Yeni nafaka düzenlemesi yolda: ‘Mağduriyet yaratan bir nafaka yok, asıl mağdur olanlar kadınlar’
17:04 11.02.2022 (güncellendi: 17:20 11.02.2022)
© Flickranlaşma - nafaka - uzlaşı
© Flickr
Abone ol
Özel
Yoksulluk nafakası için düzenlenen tasarının ayrıntıları belli oldu. Yeni düzenlemeye göre nafaka, evlilik süresine göre ödenecek. Peki tasarının hayata geçmesiyle birlikte neler değişecek? Mağdurlar nasıl etkilenecek? Konuya ilişkin gündeme gelen başlıkları, İstanbul Barosu Kadın Hakları Merkezi Başkanı Avukat Şükran Eroğlu Sputnik’e anlattı.
Adalet Bakanı Bekir Bozdağ’ın incelemeye aldığı nafaka düzenlemesinin detayları bu hafta belli oldu. Göreve gelmesinin akabinde konuyu tekrar gündeme getiren Bozdağ, geçen sene verdiği bir röportajda “1 gün, 1 ay, 5 ay evli kalıp ölene kadar nafaka verme yükümlülüğü adil değil. Bunun bir ölçüsünün olması lazım” açıklamasında bulunmuş, düzenlemenin geleceğinin sinyallerini de vermişti.
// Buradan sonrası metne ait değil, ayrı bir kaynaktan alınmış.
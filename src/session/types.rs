//! Session data model
//!
//! A [`Session`] is the bounded, ordered history of one conversation between
//! a user and the assistant on one surface. Bounds are enforced on every
//! append by evicting the oldest messages first.

use chrono::{DateTime, Utc};
use serde::{Deserialize, Serialize};
use std::collections::{BTreeMap, VecDeque};
use ulid::Ulid;

/// Author of a message
#[derive(Debug, Clone, Copy, PartialEq, Eq, Hash, Serialize, Deserialize)]
#[serde(rename_all = "snake_case")]
pub enum Role {
    /// End user on a messaging surface
    User,
    /// Generated reply
    Assistant,
    /// Instructions injected by the runtime
    System,
    /// Text result of a capability invocation
    ToolResult,
}

impl Role {
    /// Lowercase name used in logs and prompts
    pub fn as_str(&self) -> &'static str {
        match self {
            Role::User => "user",
            Role::Assistant => "assistant",
            Role::System => "system",
            Role::ToolResult => "tool_result",
        }
    }
}

/// Immutable conversation message
#[derive(Debug, Clone, PartialEq, Eq, Serialize, Deserialize)]
pub struct Message {
    /// Author role
    pub role: Role,
    /// Message text
    pub content: String,
    /// Creation time
    pub timestamp: DateTime<Utc>,
    /// Surface the conversation lives on
    pub surface_id: String,
    /// User the conversation belongs to
    pub user_id: String,
    /// Capability that produced a tool-result message
    #[serde(default, skip_serializing_if = "Option::is_none")]
    pub capability: Option<String>,
}

impl Message {
    fn new(role: Role, content: impl Into<String>, surface_id: &str, user_id: &str) -> Self {
        Self {
            role,
            content: content.into(),
            timestamp: Utc::now(),
            surface_id: surface_id.to_string(),
            user_id: user_id.to_string(),
            capability: None,
        }
    }

    /// Message written by the user
    pub fn user(content: impl Into<String>, surface_id: &str, user_id: &str) -> Self {
        Self::new(Role::User, content, surface_id, user_id)
    }

    /// Message generated by the assistant
    pub fn assistant(content: impl Into<String>, surface_id: &str, user_id: &str) -> Self {
        Self::new(Role::Assistant, content, surface_id, user_id)
    }

    /// Runtime instruction
    pub fn system(content: impl Into<String>, surface_id: &str, user_id: &str) -> Self {
        Self::new(Role::System, content, surface_id, user_id)
    }

    /// Capability result folded into the conversation
    pub fn tool_result(
        capability: &str,
        content: impl Into<String>,
        surface_id: &str,
        user_id: &str,
    ) -> Self {
        Self {
            capability: Some(capability.to_string()),
            ..Self::new(Role::ToolResult, content, surface_id, user_id)
        }
    }

    /// Override the timestamp
    pub fn at(mut self, timestamp: DateTime<Utc>) -> Self {
        self.timestamp = timestamp;
        self
    }

    /// Bytes counted against the session size limit
    pub fn byte_size(&self) -> usize {
        self.content.len()
    }
}

/// Descriptive data attached to a session
#[derive(Debug, Clone, Default, PartialEq, Eq, Serialize, Deserialize)]
pub struct SessionMetadata {
    /// Surface name
    pub surface: String,
    /// Free-form labels
    #[serde(default)]
    pub tags: Vec<String>,
    /// Free-form key/value data
    #[serde(default)]
    pub custom: BTreeMap<String, String>,
}

/// Bounds applied to every session history
#[derive(Debug, Clone, Copy, PartialEq, Eq)]
pub struct SessionLimits {
    /// Maximum number of messages
    pub max_messages: usize,
    /// Maximum aggregate content bytes
    pub max_bytes: usize,
}

impl From<&crate::config::SessionConfig> for SessionLimits {
    fn from(config: &crate::config::SessionConfig) -> Self {
        Self {
            max_messages: config.max_messages,
            max_bytes: config.max_bytes,
        }
    }
}

/// Identity of a conversation: one user on one surface
#[derive(Debug, Clone, PartialEq, Eq, Hash, PartialOrd, Ord)]
pub struct SessionKey {
    /// Surface identifier
    pub surface_id: String,
    /// User identifier on that surface
    pub user_id: String,
}

impl SessionKey {
    /// Build a key from borrowed identifiers
    pub fn new(surface_id: &str, user_id: &str) -> Self {
        Self {
            surface_id: surface_id.to_string(),
            user_id: user_id.to_string(),
        }
    }
}

impl std::fmt::Display for SessionKey {
    fn fmt(&self, f: &mut std::fmt::Formatter<'_>) -> std::fmt::Result {
        write!(f, "{}:{}", self.surface_id, self.user_id)
    }
}

/// Per-conversation state
///
/// # Examples
///
/// ```
/// use pocketclaw::session::{Message, Session, SessionLimits};
///
/// let limits = SessionLimits { max_messages: 2, max_bytes: 1024 };
/// let mut session = Session::new("console", "alice");
/// for text in ["one", "two", "three"] {
///     session.append(Message::user(text, "console", "alice"), &limits);
/// }
/// let kept: Vec<_> = session.messages.iter().map(|m| m.content.as_str()).collect();
/// assert_eq!(kept, vec!["two", "three"]);
/// ```
#[derive(Debug, Clone, PartialEq, Eq, Serialize, Deserialize)]
pub struct Session {
    /// Unique session identifier (ULID)
    pub id: String,
    /// Surface the conversation lives on
    pub surface_id: String,
    /// Owning user
    pub user_id: String,
    /// Creation time
    pub created_at: DateTime<Utc>,
    /// Time of the latest committed turn
    pub last_activity_at: DateTime<Utc>,
    /// Ordered, bounded history (oldest first)
    pub messages: VecDeque<Message>,
    /// Descriptive metadata
    pub metadata: SessionMetadata,
}

impl Session {
    /// Create an empty session with a fresh identifier
    pub fn new(surface_id: &str, user_id: &str) -> Self {
        let now = Utc::now();
        Self {
            id: new_session_id(),
            surface_id: surface_id.to_string(),
            user_id: user_id.to_string(),
            created_at: now,
            last_activity_at: now,
            messages: VecDeque::new(),
            metadata: SessionMetadata {
                surface: surface_id.to_string(),
                ..SessionMetadata::default()
            },
        }
    }

    /// Key identifying the conversation this session belongs to
    pub fn key(&self) -> SessionKey {
        SessionKey::new(&self.surface_id, &self.user_id)
    }

    /// Aggregate content bytes of the retained history
    pub fn byte_size(&self) -> usize {
        self.messages.iter().map(Message::byte_size).sum()
    }

    /// Append a message and evict the oldest ones until both limits hold
    ///
    /// Returns the number of evicted messages. A single message larger than
    /// `max_bytes` evicts everything, itself included.
    pub fn append(&mut self, message: Message, limits: &SessionLimits) -> usize {
        self.messages.push_back(message);
        let mut bytes = self.byte_size();
        let mut evicted = 0;
        while self.messages.len() > limits.max_messages || bytes > limits.max_bytes {
            match self.messages.pop_front() {
                Some(oldest) => {
                    bytes -= oldest.byte_size();
                    evicted += 1;
                }
                None => break,
            }
        }
        evicted
    }

    /// Most recent `window` messages, oldest first
    pub fn recent(&self, window: usize) -> Vec<Message> {
        let skip = self.messages.len().saturating_sub(window);
        self.messages.iter().skip(skip).cloned().collect()
    }

    /// Update the activity timestamp
    pub fn touch(&mut self) {
        self.last_activity_at = Utc::now();
    }
}

/// Generate a new session identifier
pub fn new_session_id() -> String {
    Ulid::new().to_string()
}

#[cfg(test)]
mod tests {
    use super::*;

    fn limits(max_messages: usize, max_bytes: usize) -> SessionLimits {
        SessionLimits {
            max_messages,
            max_bytes,
        }
    }

    fn contents(session: &Session) -> Vec<String> {
        session.messages.iter().map(|m| m.content.clone()).collect()
    }

    #[test]
    fn test_append_evicts_oldest_by_count() {
        let mut session = Session::new("console", "alice");
        let limits = limits(2, 1024);
        for text in ["a", "b", "c"] {
            session.append(Message::user(text, "console", "alice"), &limits);
        }
        assert_eq!(contents(&session), vec!["b", "c"]);

        let evicted = session.append(Message::user("d", "console", "alice"), &limits);
        assert_eq!(evicted, 1);
        assert_eq!(contents(&session), vec!["c", "d"]);
    }

    #[test]
    fn test_append_evicts_oldest_by_bytes() {
        let mut session = Session::new("console", "alice");
        let limits = limits(100, 10);
        session.append(Message::user("12345", "console", "alice"), &limits);
        session.append(Message::user("6789", "console", "alice"), &limits);
        session.append(Message::user("abc", "console", "alice"), &limits);

        assert_eq!(contents(&session), vec!["6789", "abc"]);
        assert!(session.byte_size() <= 10);
    }

    #[test]
    fn test_eviction_invariant_holds_for_mixed_sizes() {
        let mut session = Session::new("s", "u");
        let limits = limits(5, 40);
        let mut appended = Vec::new();
        for i in 0..30 {
            let text = "x".repeat((i * 7) % 13 + 1);
            appended.push(text.clone());
            session.append(Message::user(text, "s", "u"), &limits);

            assert!(session.messages.len() <= limits.max_messages);
            assert!(session.byte_size() <= limits.max_bytes);
            let kept = contents(&session);
            assert_eq!(kept.as_slice(), &appended[appended.len() - kept.len()..]);
        }
    }

    #[test]
    fn test_oversized_message_empties_history() {
        let mut session = Session::new("s", "u");
        let limits = limits(10, 4);
        session.append(Message::user("ok", "s", "u"), &limits);
        let evicted = session.append(Message::user("far too long", "s", "u"), &limits);
        assert_eq!(evicted, 2);
        assert!(session.messages.is_empty());
    }

    #[test]
    fn test_recent_returns_tail_oldest_first() {
        let mut session = Session::new("s", "u");
        let limits = limits(10, 1024);
        for text in ["1", "2", "3", "4"] {
            session.append(Message::user(text, "s", "u"), &limits);
        }
        let recent: Vec<_> = session.recent(2).into_iter().map(|m| m.content).collect();
        assert_eq!(recent, vec!["3", "4"]);
        assert_eq!(session.recent(10).len(), 4);
    }

    #[test]
    fn test_session_ids_are_unique() {
        let a = Session::new("s", "u");
        let b = Session::new("s", "u");
        assert_ne!(a.id, b.id);
        assert!(Ulid::from_string(&a.id).is_ok());
    }

    #[test]
    fn test_tool_result_records_capability() {
        let message = Message::tool_result("shell", "exit 0", "s", "u");
        assert_eq!(message.role, Role::ToolResult);
        assert_eq!(message.capability.as_deref(), Some("shell"));
    }

    #[test]
    fn test_role_serializes_snake_case() {
        let json = serde_json::to_string(&Role::ToolResult).unwrap();
        assert_eq!(json, "\"tool_result\"");
    }

    mod properties {
        use super::super::{Message, Session};
        use super::{contents, limits};
        use proptest::prelude::*;

        proptest! {
            #[test]
            fn eviction_keeps_longest_fitting_suffix(
                max_messages in 1usize..12,
                max_bytes in 1usize..400,
                payloads in proptest::collection::vec(".{0,60}", 0..40),
            ) {
                let bounds = limits(max_messages, max_bytes);
                let mut session = Session::new("s", "u");
                let mut history: Vec<String> = Vec::new();

                for (index, payload) in payloads.iter().enumerate() {
                    let content = format!("{}:{}", index, payload);
                    history.push(content.clone());
                    session.append(Message::user(content, "s", "u"), &bounds);

                    prop_assert!(session.messages.len() <= max_messages);
                    prop_assert!(session.byte_size() <= max_bytes);

                    let mut expected: Vec<String> = Vec::new();
                    let mut bytes = 0;
                    for content in history.iter().rev() {
                        if expected.len() == max_messages || bytes + content.len() > max_bytes {
                            break;
                        }
                        bytes += content.len();
                        expected.push(content.clone());
                    }
                    expected.reverse();
                    prop_assert_eq!(contents(&session), expected);
                }
            }
        }
    }
}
Yeni düzenleme neleri içeriyor?
Türk medyasına göre öncelikli gündem maddesi olarak açıklanan tasarıda, nafakanın evlilik süresi baz alınarak ödenmesi fikri yer alıyor. Kademeli formülün öne çıktığı teklife göre, ‘nafaka ödeme süresine üst sınır’ getirilmesi ile 2 yılın altındaki evliliklerde 5 yıl, 5 yılın altındaki evliliklerde 7- 8 yıl, 5 ila 10 yıl arasındaki evliliklerde 12 yıl, 15 yılın üzerindeki evliliklerde evlilik süresi dikkate alınarak nafaka verilmesi ana başlıklar arasında.
Mevcut kanun ne diyor?
Türk Medeni Kanunu’na göre, nafakanın 4 modeli bulunuyor. Bunlardan biri de ekonomik durumu olmayan eşe ödenen yoksulluk nafakası. Fakat mevzuata göre, gerçekten yoksulluğa düşmeyecek, kendi malvarlığı ve geliri ile hayatını devam ettirebilecek taraf yoksulluk nafakası talep edemiyor.
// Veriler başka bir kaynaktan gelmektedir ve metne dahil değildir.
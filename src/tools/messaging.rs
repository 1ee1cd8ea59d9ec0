//! Outbound messaging capability
//!
//! `send_message` lets the assistant push a message to the current
//! conversation or to an allow-listed `surface:user` target without
//! waiting for the end of the turn.

use async_trait::async_trait;
use serde::Deserialize;
use serde_json::json;
use tokio::time::Instant;

use crate::error::CapabilityError;
use crate::tools::{parse_args, Capability, CapabilityOutput, InvocationContext, ValidatedArgs};
use crate::transport::{OutboundReply, OutboundSender};

#[derive(Debug, Deserialize)]
struct SendMessageParams {
    text: String,
    #[serde(default)]
    target: Option<String>,
}

/// The `send_message` capability
pub struct SendMessageCapability {
    outbound: OutboundSender,
    allowed_targets: Vec<(String, String)>,
}

impl SendMessageCapability {
    /// Create the capability; `allowed_targets` entries are `surface:user`
    pub fn new(outbound: OutboundSender, allowed_targets: &[String]) -> Self {
        Self {
            outbound,
            allowed_targets: allowed_targets
                .iter()
                .filter_map(|target| parse_target(target))
                .collect(),
        }
    }
}

/// Split `surface:user` at the first colon
pub fn parse_target(target: &str) -> Option<(String, String)> {
    let (surface, user) = target.split_once(':')?;
    if surface.is_empty() || user.is_empty() {
        return None;
    }
    Some((surface.to_string(), user.to_string()))
}

#[async_trait]
impl Capability for SendMessageCapability {
    fn name(&self) -> &str {
        "send_message"
    }

    fn description(&self) -> &str {
        "Send a message right away, to the current conversation or to an allowed \"surface:user\" target."
    }

    fn parameters(&self) -> serde_json::Value {
        json!({
            "type": "object",
            "properties": {
                "text": {"type": "string", "description": "Message text"},
                "target": {
                    "type": "string",
                    "description": "Optional \"surface:user\" destination; defaults to the current conversation"
                }
            },
            "required": ["text"]
        })
    }

    fn validate(
        &self,
        args: &serde_json::Value,
        ctx: &InvocationContext,
    ) -> Result<ValidatedArgs, CapabilityError> {
        let params: SendMessageParams = parse_args(self.name(), args)?;
        if params.text.trim().is_empty() {
            return Err(CapabilityError::ValidationRejected(
                "message text is empty".to_string(),
            ));
        }

        let (surface_id, user_id) = match params.target.as_deref() {
            None => (ctx.surface_id.clone(), ctx.user_id.clone()),
            Some(target) => {
                let parsed = parse_target(target).ok_or_else(|| {
                    CapabilityError::ValidationRejected(format!(
                        "target '{}' is not of the form surface:user",
                        target
                    ))
                })?;
                let current = parsed.0 == ctx.surface_id && parsed.1 == ctx.user_id;
                if !current && !self.allowed_targets.contains(&parsed) {
                    return Err(CapabilityError::ValidationRejected(format!(
                        "target '{}' is not allowed",
                        target
                    )));
                }
                parsed
            }
        };

        if !self.outbound.has_route(&surface_id) {
            return Err(CapabilityError::ValidationRejected(format!(
                "surface '{}' is not running",
                surface_id
            )));
        }

        Ok(ValidatedArgs::new(
            self.name(),
            OutboundReply::new(&surface_id, &user_id, params.text),
        ))
    }

    async fn execute(
        &self,
        args: ValidatedArgs,
        _deadline: Instant,
    ) -> Result<CapabilityOutput, CapabilityError> {
        let reply: OutboundReply = args.into_params()?;
        let destination = format!("{}:{}", reply.surface_id, reply.user_id);
        self.outbound
            .send(reply)
            .map_err(|e| CapabilityError::ExecutionFailed(e.to_string()))?;
        Ok(CapabilityOutput::text(format!("Message queued for {}", destination)))
    }
}

#[cfg(test)]
mod tests {
    use super::*;
    use std::time::Duration;
    use tokio::sync::mpsc;

    fn ctx() -> InvocationContext {
        InvocationContext {
            session_id: "s1".into(),
            surface_id: "telegram".into(),
            user_id: "42".into(),
        }
    }

    fn setup() -> (SendMessageCapability, mpsc::UnboundedReceiver<OutboundReply>) {
        let outbound = OutboundSender::new();
        let (tx, rx) = mpsc::unbounded_channel();
        outbound.register("telegram", tx);
        let capability = SendMessageCapability::new(outbound, &["telegram:99".to_string()]);
        (capability, rx)
    }

    #[tokio::test]
    async fn test_defaults_to_current_conversation() {
        let (capability, mut rx) = setup();
        let args = capability.validate(&json!({"text": "ping"}), &ctx()).unwrap();
        capability
            .execute(args, Instant::now() + Duration::from_secs(1))
            .await
            .unwrap();

        let reply = rx.recv().await.unwrap();
        assert_eq!(reply.user_id, "42");
        assert_eq!(reply.text, "ping");
    }

    #[test]
    fn test_target_policy() {
        let (capability, _rx) = setup();
        let ctx = ctx();
        assert!(capability
            .validate(&json!({"text": "x", "target": "telegram:99"}), &ctx)
            .is_ok());
        assert!(capability
            .validate(&json!({"text": "x", "target": "telegram:7"}), &ctx)
            .is_err());
        assert!(capability
            .validate(&json!({"text": "x", "target": "garbage"}), &ctx)
            .is_err());
        assert!(capability.validate(&json!({"text": "  "}), &ctx).is_err());
    }

    #[test]
    fn test_parse_target() {
        assert_eq!(
            parse_target("console:local"),
            Some(("console".into(), "local".into()))
        );
        assert_eq!(parse_target(":x"), None);
        assert_eq!(parse_target("x"), None);
    }
}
Medeni Kanunu’nun 175. maddesi, "Boşanma yüzünden yoksulluğa düşecek taraf, kusuru daha ağır olmamak koşuluyla geçimi için diğer taraftan malî gücü oranında süresiz olarak nafaka isteyebilir" şeklinde çerçeve çiziyor.
Yoksulluk nafakasına süresiz olarak hükmedildiği dillendirilse de nafaka alacaklısının evlenmesi veya ölmesi halinde kendiliğinden kalkıyor. Diğer yandan yoksulluğun ortadan kalkması, nafaka alacaklısının evlenme olmadan fiilen evliymiş gibi bir başkasıyla yaşaması gibi durumlarda mahkeme kararı ile de kaldırılabiliyor.
İstanbul Barosu Kadın Hakları Merkezi’nin düzenlediği ‘Nafaka Çalıştayı’na göre, yeni bir düzenlemeye ihtiyaç yok çünkü zaten kanunda tarafları mağdur etmek adına düzenlenmiş herhangi bir madde bulunmuyor.
Tasarı tepki topladı
Nafaka, 2019'da Erdoğan'ın açıkladığı Yargı Reformu Strateji Belgesi kapsamında Meclis'e sevk edilen 2. Yargı paketinde yer almıştı. 2016’dan bu yana AK Parti’nin radarında olan yoksulluk nafakasına yapılması planlanan düzenlemelerin duyurulmasıyla, BARO birlikleri ve kadın hakları savunucularının yanı sıra, yasayı talep eden ‘Süresiz Nafaka Mağdurları Platformu’ da tepki göstermişti.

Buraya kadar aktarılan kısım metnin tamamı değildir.